Essa dinamicidade é encontrada também no desenrolar da narrativa, a obra nunca se arrasta; o ritmo da edição e do roteiro são muito bons. Até na barriga criada entre o primeiro ataque de lobisomem e a transformação do protagonista o filme nunca deixa de entreter graças à comicidade dos personagens e do principal elemento humorístico da história, evidenciado pelo título: a situação de peixe fora d’água de David na Inglaterra. O roteiro abusa dos esteriótipos para criar piadas relacionadas a nacionalidades até com um certo grau de racismo (uma incluindo um empregado do hospital é particularmente interessante) e diferenças de pensamento entre americanos e ingleses; pode parecer repetitivo, porém o filme consegue sempre encontrar novos meios de se divertir com sua locação (“Shakespeare era francês!”).

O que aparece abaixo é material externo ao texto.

//! Page dictionary helpers
//!
//! Reads page boxes (following inherited attributes), writes crop boxes,
//! registers image XObjects in page resources and appends drawing
//! operators to page content.

use crate::constants::{DEFAULT_PAGE_HEIGHT_PT, DEFAULT_PAGE_WIDTH_PT, IMAGE_RESOURCE_PREFIX};
use crate::types::{Rect, Result};
use lopdf::{Dictionary, Document, Object, ObjectId, Stream};

/// Page tree nodes are never nested deeper than this; guards against
/// cyclic `Parent` links in damaged files.
const MAX_TREE_DEPTH: usize = 64;

// =============================================================================
// Page Boxes
// =============================================================================

/// A page box in PDF user space (origin bottom-left)
#[derive(Debug, Clone, Copy, PartialEq)]
pub(crate) struct PdfBox {
    pub llx: f32,
    pub lly: f32,
    pub urx: f32,
    pub ury: f32,
}

impl PdfBox {
    fn from_corners(a: f32, b: f32, c: f32, d: f32) -> Self {
        Self {
            llx: a.min(c),
            lly: b.min(d),
            urx: a.max(c),
            ury: b.max(d),
        }
    }

    pub fn width(&self) -> f32 {
        self.urx - self.llx
    }

    pub fn height(&self) -> f32 {
        self.ury - self.lly
    }

    /// Map a top-left based rectangle relative to this box into user space
    pub fn map_rect(&self, rect: Rect) -> PdfBox {
        PdfBox::from_corners(
            self.llx + rect.x0,
            self.ury - rect.y1,
            self.llx + rect.x1,
            self.ury - rect.y0,
        )
    }

    fn to_object(self) -> Object {
        Object::Array(vec![
            Object::Real(self.llx),
            Object::Real(self.lly),
            Object::Real(self.urx),
            Object::Real(self.ury),
        ])
    }
}

/// Default MediaBox for US Letter size
fn default_media_box() -> PdfBox {
    PdfBox::from_corners(0.0, 0.0, DEFAULT_PAGE_WIDTH_PT, DEFAULT_PAGE_HEIGHT_PT)
}

/// The page's MediaBox, inherited from the page tree if necessary
pub(crate) fn media_box(doc: &Document, page_id: ObjectId) -> Result<PdfBox> {
    Ok(inherited_attribute(doc, page_id, b"MediaBox")?
        .and_then(|obj| parse_box(doc, &obj))
        .unwrap_or_else(default_media_box))
}

/// The page's CropBox, if one is set on the page or inherited
pub(crate) fn crop_box(doc: &Document, page_id: ObjectId) -> Result<Option<PdfBox>> {
    Ok(inherited_attribute(doc, page_id, b"CropBox")?.and_then(|obj| parse_box(doc, &obj)))
}

/// Get page dimensions (width, height) in points from the MediaBox
pub fn get_page_dimensions(doc: &Document, page_id: ObjectId) -> Result<(f32, f32)> {
    let mb = media_box(doc, page_id)?;
    Ok((mb.width(), mb.height()))
}

/// Set the CropBox directly on the page dictionary
pub(crate) fn set_crop_box(doc: &mut Document, page_id: ObjectId, crop: PdfBox) -> Result<()> {
    let page_dict = doc.get_object_mut(page_id)?.as_dict_mut()?;
    page_dict.set("CropBox", crop.to_object());
    Ok(())
}

fn parse_box(doc: &Document, obj: &Object) -> Option<PdfBox> {
    let arr = resolve(doc, obj).ok()?.as_array().ok()?;
    if arr.len() != 4 {
        return None;
    }
    let values: Vec<f32> = arr
        .iter()
        .map(|item| extract_number(resolve(doc, item).ok()?))
        .collect::<Option<_>>()?;
    Some(PdfBox::from_corners(
        values[0], values[1], values[2], values[3],
    ))
}

/// Extract numeric value from a PDF object
fn extract_number(obj: &Object) -> Option<f32> {
    match obj {
        Object::Integer(i) => Some(*i as f32),
        Object::Real(r) => Some(*r),
        _ => None,
    }
}

// =============================================================================
// Inheritance
// =============================================================================

fn resolve<'a>(doc: &'a Document, obj: &'a Object) -> Result<&'a Object> {
    match obj {
        Object::Reference(id) => Ok(doc.get_object(*id)?),
        other => Ok(other),
    }
}

/// Look up `key` on the page, then on its ancestors in the page tree.
/// References are resolved one level.
fn inherited_attribute(doc: &Document, page_id: ObjectId, key: &[u8]) -> Result<Option<Object>> {
    let mut current = Some(page_id);
    let mut depth = 0;

    while let Some(id) = current {
        let dict = doc.get_dictionary(id)?;
        if let Ok(value) = dict.get(key) {
            return Ok(Some(resolve(doc, value)?.clone()));
        }

        depth += 1;
        if depth > MAX_TREE_DEPTH {
            break;
        }
        current = dict.get(b"Parent").and_then(|p| p.as_reference()).ok();
    }

    Ok(None)
}

// =============================================================================
// Resources
// =============================================================================

/// Make `xobject_id` available to the page and return its resource name.
///
/// The page receives its own copy of any inherited resources so other
/// pages sharing them are left untouched.
pub(crate) fn register_xobject(
    doc: &mut Document,
    page_id: ObjectId,
    xobject_id: ObjectId,
) -> Result<String> {
    let mut resources = match inherited_attribute(doc, page_id, b"Resources")? {
        Some(Object::Dictionary(dict)) => dict,
        _ => Dictionary::new(),
    };

    let mut xobjects = match resources.get(b"XObject") {
        Ok(obj) => match resolve(doc, obj)? {
            Object::Dictionary(dict) => dict.clone(),
            _ => Dictionary::new(),
        },
        Err(_) => Dictionary::new(),
    };

    let name = format!("{}{}", IMAGE_RESOURCE_PREFIX, xobject_id.0);
    xobjects.set(name.as_bytes(), Object::Reference(xobject_id));
    resources.set("XObject", Object::Dictionary(xobjects));

    let page_dict = doc.get_object_mut(page_id)?.as_dict_mut()?;
    page_dict.set("Resources", Object::Dictionary(resources));

    Ok(name)
}

// =============================================================================
// Content
// =============================================================================

/// Content stream operators that draw an image XObject into `target`
pub(crate) fn image_draw_command(name: &str, target: PdfBox) -> String {
    format!(
        "q {} 0 0 {} {} {} cm /{} Do Q\n",
        target.width(),
        target.height(),
        target.llx,
        target.lly,
        name
    )
}

/// Append a content stream to the page.
///
/// With `isolate_existing`, the current content is first wrapped in a
/// `q`/`Q` pair so graphics state it leaves behind cannot leak into the
/// appended operators.
pub(crate) fn append_content(
    doc: &mut Document,
    page_id: ObjectId,
    content: Vec<u8>,
    isolate_existing: bool,
) -> Result<()> {
    let mut contents: Vec<Object> = match doc.get_dictionary(page_id)?.get(b"Contents") {
        Ok(Object::Reference(id)) => match doc.get_object(*id)? {
            Object::Array(arr) => arr.clone(),
            _ => vec![Object::Reference(*id)],
        },
        Ok(Object::Array(arr)) => arr.clone(),
        _ => Vec::new(),
    };

    if isolate_existing && !contents.is_empty() {
        let open_id = doc.add_object(Stream::new(Dictionary::new(), b"q\n".to_vec()));
        let close_id = doc.add_object(Stream::new(Dictionary::new(), b"\nQ\n".to_vec()));
        contents.insert(0, Object::Reference(open_id));
        contents.push(Object::Reference(close_id));
    }

    let content_id = doc.add_object(Stream::new(Dictionary::new(), content));
    contents.push(Object::Reference(content_id));

    let page_dict = doc.get_object_mut(page_id)?.as_dict_mut()?;
    page_dict.set("Contents", Object::Array(contents));
    Ok(())
}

Infelizmente, tal velocidade da narrativa e foco na diversão trazem alguns custos: há diversos elementos subdesenvolvidos e o roteiro não é muito ambicioso em relação a seus personagens, tanto é que nenhum dos protagonistas tem um arco definido. Fica bem óbvio que o único objetivo da obra é entreter, qualquer parte da história que não possui muito a oferecer nesse quesito não é muito explorada: uma subtrama envolvendo o médico investigando a vila da abertura do filme é muito corrida, o romance entre David e sua enfermeira fica bem forçado e o arco do objetivo original dos amigos no país é concluído de forma tragicômica com apenas uma frase.

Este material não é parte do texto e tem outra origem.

//! Image placement geometry
//!
//! Converts an image's pixel size and resolution into a rectangle in
//! points. A pixel at 72 DPI maps to exactly one point.

use crate::constants::{DEFAULT_RESOLUTION_DPI, POINTS_PER_INCH};
use crate::types::{PixelGeometry, Rect};

/// Size of an image in points at the given scale.
///
/// A zero (or otherwise non-positive) resolution on either axis is
/// replaced with 72 DPI.
pub fn image_size_pt(pixels: PixelGeometry, scale: f32) -> (f32, f32) {
    let x_res = effective_resolution(pixels.x_resolution);
    let y_res = effective_resolution(pixels.y_resolution);

    let width = pixels.width as f32 * POINTS_PER_INCH / x_res * scale;
    let height = pixels.height as f32 * POINTS_PER_INCH / y_res * scale;
    (width, height)
}

/// Rectangle covered by an image whose top-left corner sits at `(x, y)`.
///
/// Callers guarantee `scale > 0` and non-zero pixel dimensions.
pub fn placement_rect(pixels: PixelGeometry, scale: f32, x: f32, y: f32) -> Rect {
    let (width, height) = image_size_pt(pixels, scale);
    Rect::from_origin_size(x, y, width, height)
}

fn effective_resolution(dpi: f32) -> f32 {
    if dpi > 0.0 { dpi } else { DEFAULT_RESOLUTION_DPI }
}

Por outro lado, a estrutura de 3 atos da obra é muito bem definida e permite até um certo contraste muito satisfatório entre as partes: o primeiro se trata do ataque a David e seu questionamento sobre se isso está realmente acontecendo ou não, o segundo trabalha bem a relação entre o protagonista e sua transformação e o terceiro joga tudo pro alto e vira um monster movie clássico. É aqui que o nível de humor negro é elevado à enésima potência, o que era um filme divertido se torna um deleite para os olhos com um uso lindo de efeitos práticos para representar a violência extrema quase cartunesca dos ataques. Alie isso ao uso dramático de luz, uma divertida câmera subjetiva e atuação gritante dos figurantes e os últimos minutos do filme se tornam seus melhores, de longe.

Um Lobisomem Americano Em Londres é um filme muito inteligente e eficiente naquilo que se propõe: entreter. Não é necessariamente uma obra-prima do terror ou um clássico indiscutível, porém sua mistura de humor, violência e um ritmo muito prazeroso o transformam em uma obra divertidíssima. Não aprofunda muito seus temas ou personagens, mas nem precisava; ironicamente, seu final anti-climático é a maior prova disso.

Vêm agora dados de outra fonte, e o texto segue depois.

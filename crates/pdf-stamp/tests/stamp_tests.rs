mod common;

use common::*;
use pdf_stamp::*;
use rand::SeedableRng;
use rand::rngs::StdRng;
use std::path::Path;

fn job(config: PlacementConfig) -> StampJob {
    StampJob {
        config,
        ..Default::default()
    }
}

fn fixed(path: &Path, page: PageTarget) -> ImageSpec {
    ImageSpec {
        path: path.to_path_buf(),
        placement: placement(10.0, 20.0, 1.0, page),
    }
}

#[test]
fn test_all_pages_get_identical_rect() {
    let dir = tempfile::tempdir().unwrap();
    let logo = fill_pool(dir.path(), 1).remove(0);
    let config = PlacementConfig {
        images: vec![fixed(&logo, PageTarget::All)],
        ..Default::default()
    };

    let mut backend = RecordingBackend::new(3);
    let probe = FixedProbe::new(200, 100, 100.0);
    let mut rng = StdRng::seed_from_u64(0);
    let report = run_job(&mut backend, &job(config), &probe, &mut rng).unwrap();

    let expected = Rect::new(10.0, 20.0, 154.0, 92.0);
    assert_eq!(
        backend.inserts(),
        vec![
            (0, expected, logo.clone()),
            (1, expected, logo.clone()),
            (2, expected, logo.clone()),
        ]
    );
    assert_eq!(report.images_placed, 3);
    assert!(report.warnings.is_empty());
    assert!(report.directories_ok);

    // Geometry is read once for all three pages
    assert_eq!(probe.seen.borrow().len(), 1);
}

#[test]
fn test_single_page_target() {
    let dir = tempfile::tempdir().unwrap();
    let logo = fill_pool(dir.path(), 1).remove(0);
    let config = PlacementConfig {
        images: vec![fixed(&logo, PageTarget::Index(1))],
        ..Default::default()
    };

    let mut backend = RecordingBackend::new(3);
    let mut rng = StdRng::seed_from_u64(0);
    run_job(&mut backend, &job(config), &FixedProbe::new(72, 72, 0.0), &mut rng).unwrap();

    let inserts = backend.inserts();
    assert_eq!(inserts.len(), 1);
    assert_eq!(inserts[0].0, 1);
    assert_eq!(inserts[0].1, Rect::new(10.0, 20.0, 82.0, 92.0));
}

#[test]
fn test_missing_fixed_image_is_skipped() {
    let dir = tempfile::tempdir().unwrap();
    let logo = fill_pool(dir.path(), 1).remove(0);
    let missing = dir.path().join("missing.png");
    let config = PlacementConfig {
        images: vec![fixed(&missing, PageTarget::All), fixed(&logo, PageTarget::Index(0))],
        ..Default::default()
    };

    let mut backend = RecordingBackend::new(2);
    let mut rng = StdRng::seed_from_u64(0);
    let report = run_job(&mut backend, &job(config), &FixedProbe::new(10, 10, 72.0), &mut rng)
        .unwrap();

    assert_eq!(backend.inserts().len(), 1);
    assert_eq!(
        report.warnings,
        vec![StampWarning::MissingSourceFile { path: missing }]
    );
}

#[test]
fn test_processing_order() {
    let dir = tempfile::tempdir().unwrap();
    let fixed_a = fill_pool(&dir.path().join("fixed_a"), 1).remove(0);
    let fixed_b = fill_pool(&dir.path().join("fixed_b"), 1).remove(0);
    let random = fill_pool(&dir.path().join("random"), 1).remove(0);
    let disposable = fill_pool(&dir.path().join("disposable"), 1).remove(0);

    let config = PlacementConfig {
        images: vec![
            fixed(&fixed_a, PageTarget::Index(0)),
            fixed(&fixed_b, PageTarget::Index(0)),
        ],
        random_images: vec![RandomPoolSpec {
            pool: dir.path().join("random"),
            placement: Placement::default(),
        }],
        disposable_random_images: vec![DisposablePoolSpec {
            pool: dir.path().join("disposable"),
            disposed_dir: dir.path().join("disposed"),
            placement: Placement::default(),
        }],
    };

    let mut backend = RecordingBackend::new(1);
    let mut rng = StdRng::seed_from_u64(0);
    run_job(&mut backend, &job(config), &FixedProbe::new(10, 10, 72.0), &mut rng).unwrap();

    let sources: Vec<_> = backend.inserts().into_iter().map(|(_, _, s)| s).collect();
    assert_eq!(sources, vec![fixed_a, fixed_b, random, disposable]);
}

#[test]
fn test_random_pool_leaves_files_in_place() {
    let dir = tempfile::tempdir().unwrap();
    let pool = dir.path().join("art");
    let files = fill_pool(&pool, 3);
    let config = PlacementConfig {
        random_images: vec![RandomPoolSpec {
            pool: pool.clone(),
            placement: placement(0.0, 0.0, 1.0, PageTarget::All),
        }],
        ..Default::default()
    };

    let mut backend = RecordingBackend::new(2);
    let mut rng = StdRng::seed_from_u64(5);
    let report = run_job(&mut backend, &job(config), &FixedProbe::new(10, 10, 72.0), &mut rng)
        .unwrap();

    let inserts = backend.inserts();
    assert_eq!(inserts.len(), 2);
    assert!(files.contains(&inserts[0].2));
    assert_eq!(inserts[0].2, inserts[1].2);
    assert_eq!(list_pool(&pool).unwrap().len(), 3);
    assert!(report.disposed.is_empty());
}

#[test]
fn test_disposable_pool_drains() {
    let dir = tempfile::tempdir().unwrap();
    let pool = dir.path().join("stickers");
    let disposed = dir.path().join("used");
    fill_pool(&pool, 2);
    let config = PlacementConfig {
        disposable_random_images: vec![DisposablePoolSpec {
            pool: pool.clone(),
            disposed_dir: disposed.clone(),
            placement: Placement::default(),
        }],
        ..Default::default()
    };
    let job = job(config);
    let probe = FixedProbe::new(10, 10, 72.0);
    let mut rng = StdRng::seed_from_u64(42);

    for remaining in [1, 0] {
        let mut backend = RecordingBackend::new(1);
        let report = run_job(&mut backend, &job, &probe, &mut rng).unwrap();

        let placed = &backend.inserts()[0].2;
        assert!(!placed.exists());
        assert_eq!(report.disposed.len(), 1);
        assert_eq!(report.disposed[0], disposed.join(placed.file_name().unwrap()));
        assert_eq!(list_pool(&pool).unwrap().len(), remaining);
    }
    assert_eq!(list_pool(&disposed).unwrap().len(), 2);

    // Pool exhausted: nothing placed, nothing fails
    let mut backend = RecordingBackend::new(1);
    let report = run_job(&mut backend, &job, &probe, &mut rng).unwrap();
    assert!(backend.calls.is_empty());
    assert_eq!(
        report.warnings,
        vec![StampWarning::EmptyPool { pool: pool.clone() }]
    );
}

#[test]
fn test_skip_categories() {
    let dir = tempfile::tempdir().unwrap();
    let logo = fill_pool(&dir.path().join("logos"), 1).remove(0);
    let pool = dir.path().join("stickers");
    fill_pool(&pool, 1);
    let mut job = job(PlacementConfig {
        images: vec![fixed(&logo, PageTarget::All)],
        disposable_random_images: vec![DisposablePoolSpec {
            pool: pool.clone(),
            disposed_dir: dir.path().join("used"),
            placement: Placement::default(),
        }],
        ..Default::default()
    });
    job.skip.images = true;
    job.skip.disposable_random_images = true;
    assert!(job.has_work());

    let mut backend = RecordingBackend::new(2);
    let mut rng = StdRng::seed_from_u64(0);
    run_job(&mut backend, &job, &FixedProbe::new(10, 10, 72.0), &mut rng).unwrap();

    assert!(backend.calls.is_empty());
    assert_eq!(list_pool(&pool).unwrap().len(), 1);

    job.skip.random_images = true;
    assert!(!job.has_work());
}

#[test]
fn test_crop_applied_before_placement() {
    let dir = tempfile::tempdir().unwrap();
    let logo = fill_pool(dir.path(), 1).remove(0);
    let job = StampJob {
        config: PlacementConfig {
            images: vec![fixed(&logo, PageTarget::Index(0))],
            ..Default::default()
        },
        crops: vec![CropRequest {
            page_index: 0,
            mode: CropMode::width_percent(-50.0),
        }],
        ..Default::default()
    };

    let mut backend = RecordingBackend::new(1);
    let mut rng = StdRng::seed_from_u64(0);
    let report = run_job(&mut backend, &job, &FixedProbe::new(10, 10, 72.0), &mut rng).unwrap();

    assert_eq!(report.crops_applied, 1);
    assert_eq!(
        backend.calls[0],
        Call::Crop {
            page: 0,
            rect: Rect::new(300.0, 0.0, 600.0, 800.0)
        }
    );
    assert!(matches!(backend.calls[1], Call::Insert { .. }));
}

#[test]
fn test_crop_failure_aborts_before_any_change() {
    let dir = tempfile::tempdir().unwrap();
    let logo = dir.path().join("logos").join("logo.png");
    let job = StampJob {
        config: PlacementConfig {
            images: vec![fixed(&logo, PageTarget::All)],
            ..Default::default()
        },
        crops: vec![CropRequest {
            page_index: 0,
            mode: CropMode::Absolute {
                width: 600.0,
                height: 800.0,
                x: 50.0,
                y: 50.0,
            },
        }],
        ..Default::default()
    };

    let mut backend = RecordingBackend::new(2);
    let mut rng = StdRng::seed_from_u64(0);
    let result = run_job(&mut backend, &job, &FixedProbe::new(10, 10, 72.0), &mut rng);

    assert!(matches!(result, Err(StampError::CropOutOfBounds { .. })));
    assert!(backend.calls.is_empty());
    assert!(!dir.path().join("logos").exists());
}

#[test]
fn test_zero_percent_crop_is_fatal() {
    let job = StampJob {
        crops: vec![CropRequest {
            page_index: 0,
            mode: CropMode::width_percent(0.0),
        }],
        ..Default::default()
    };

    let mut backend = RecordingBackend::new(1);
    let mut rng = StdRng::seed_from_u64(0);
    let result = run_job(&mut backend, &job, &FixedProbe::new(10, 10, 72.0), &mut rng);
    assert!(matches!(result, Err(StampError::InvalidCropPercent)));
}

#[test]
fn test_crop_page_out_of_range() {
    let job = StampJob {
        crops: vec![CropRequest {
            page_index: 4,
            mode: CropMode::absolute(10.0, 10.0),
        }],
        ..Default::default()
    };

    let mut backend = RecordingBackend::new(2);
    let mut rng = StdRng::seed_from_u64(0);
    let result = run_job(&mut backend, &job, &FixedProbe::new(10, 10, 72.0), &mut rng);
    assert!(matches!(
        result,
        Err(StampError::PageOutOfRange {
            index: 4,
            page_count: 2
        })
    ));
}

#[test]
fn test_page_index_out_of_range_is_config_error() {
    let dir = tempfile::tempdir().unwrap();
    let logo = fill_pool(dir.path(), 1).remove(0);
    let config = PlacementConfig {
        images: vec![fixed(&logo, PageTarget::Index(3))],
        ..Default::default()
    };

    let mut backend = RecordingBackend::new(3);
    let mut rng = StdRng::seed_from_u64(0);
    let result = run_job(&mut backend, &job(config), &FixedProbe::new(10, 10, 72.0), &mut rng);

    assert!(matches!(result, Err(StampError::Config(_))));
    assert!(backend.calls.is_empty());
}

#[test]
fn test_unprovisionable_pool_does_not_block_fixed_images() {
    let dir = tempfile::tempdir().unwrap();
    let logo = fill_pool(&dir.path().join("logos"), 1).remove(0);
    let blocker = dir.path().join("blocker");
    std::fs::write(&blocker, b"file").unwrap();

    let config = PlacementConfig {
        images: vec![fixed(&logo, PageTarget::Index(0))],
        random_images: vec![RandomPoolSpec {
            pool: blocker.join("pool"),
            placement: Placement::default(),
        }],
        ..Default::default()
    };

    let mut backend = RecordingBackend::new(1);
    let mut rng = StdRng::seed_from_u64(0);
    let report = run_job(&mut backend, &job(config), &FixedProbe::new(10, 10, 72.0), &mut rng)
        .unwrap();

    assert!(!report.directories_ok);
    assert_eq!(report.images_placed, 1);
    assert!(matches!(
        report.warnings[0],
        StampWarning::DirectoryCreationFailure { .. }
    ));
    assert!(matches!(
        report.warnings[1],
        StampWarning::PoolUnreadable { .. }
    ));
}

#[test]
fn test_failed_disposal_keeps_placement() {
    let dir = tempfile::tempdir().unwrap();
    let pool = dir.path().join("stickers");
    let chosen = fill_pool(&pool, 1).remove(0);
    // The disposed "directory" is a file, so provisioning and the move both fail
    let disposed = dir.path().join("used");
    std::fs::write(&disposed, b"file").unwrap();

    let config = PlacementConfig {
        disposable_random_images: vec![DisposablePoolSpec {
            pool: pool.clone(),
            disposed_dir: disposed.clone(),
            placement: Placement::default(),
        }],
        ..Default::default()
    };

    let mut backend = RecordingBackend::new(1);
    let mut rng = StdRng::seed_from_u64(0);
    let report = run_job(&mut backend, &job(config), &FixedProbe::new(10, 10, 72.0), &mut rng)
        .unwrap();

    assert_eq!(report.images_placed, 1);
    assert!(report.disposed.is_empty());
    assert!(chosen.exists());
    assert!(report.warnings.iter().any(|w| matches!(
        w,
        StampWarning::DisposalMoveFailure { path, .. } if *path == chosen
    )));
}

#[cfg(unix)]
#[test]
fn test_disposed_dir_aliasing_pool_never_renames() {
    let dir = tempfile::tempdir().unwrap();
    let pool = dir.path().join("stickers");
    let files = fill_pool(&pool, 1);
    let alias = dir.path().join("used");
    std::os::unix::fs::symlink(&pool, &alias).unwrap();

    let job = job(PlacementConfig {
        disposable_random_images: vec![DisposablePoolSpec {
            pool: pool.clone(),
            disposed_dir: alias.clone(),
            placement: Placement::default(),
        }],
        ..Default::default()
    });
    let probe = FixedProbe::new(10, 10, 72.0);
    let mut rng = StdRng::seed_from_u64(1);

    for _ in 0..3 {
        let mut backend = RecordingBackend::new(1);
        let report = run_job(&mut backend, &job, &probe, &mut rng).unwrap();

        assert!(report.disposed.is_empty());
        assert!(matches!(
            &report.warnings[..],
            [StampWarning::DisposalMoveFailure { .. }]
        ));
        assert_eq!(list_pool(&pool).unwrap(), files);
    }
}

Título Original: An American Werewolf in London

Direção: John Landis

Elenco: David Naughton, Jenny Aguter, Griffin Dunne, John Woodvine, Lila Kaye.

Sinopse: Dois estudantes de Nova York vão a Londres a passeio e chegam ao bar de uma pequena cidade sinistra. Saindo do local, são atacados por uma horrenda criatura. Um morre e o outro sofre apenas alguns cortes, o suficiente para que vire um lobisomem.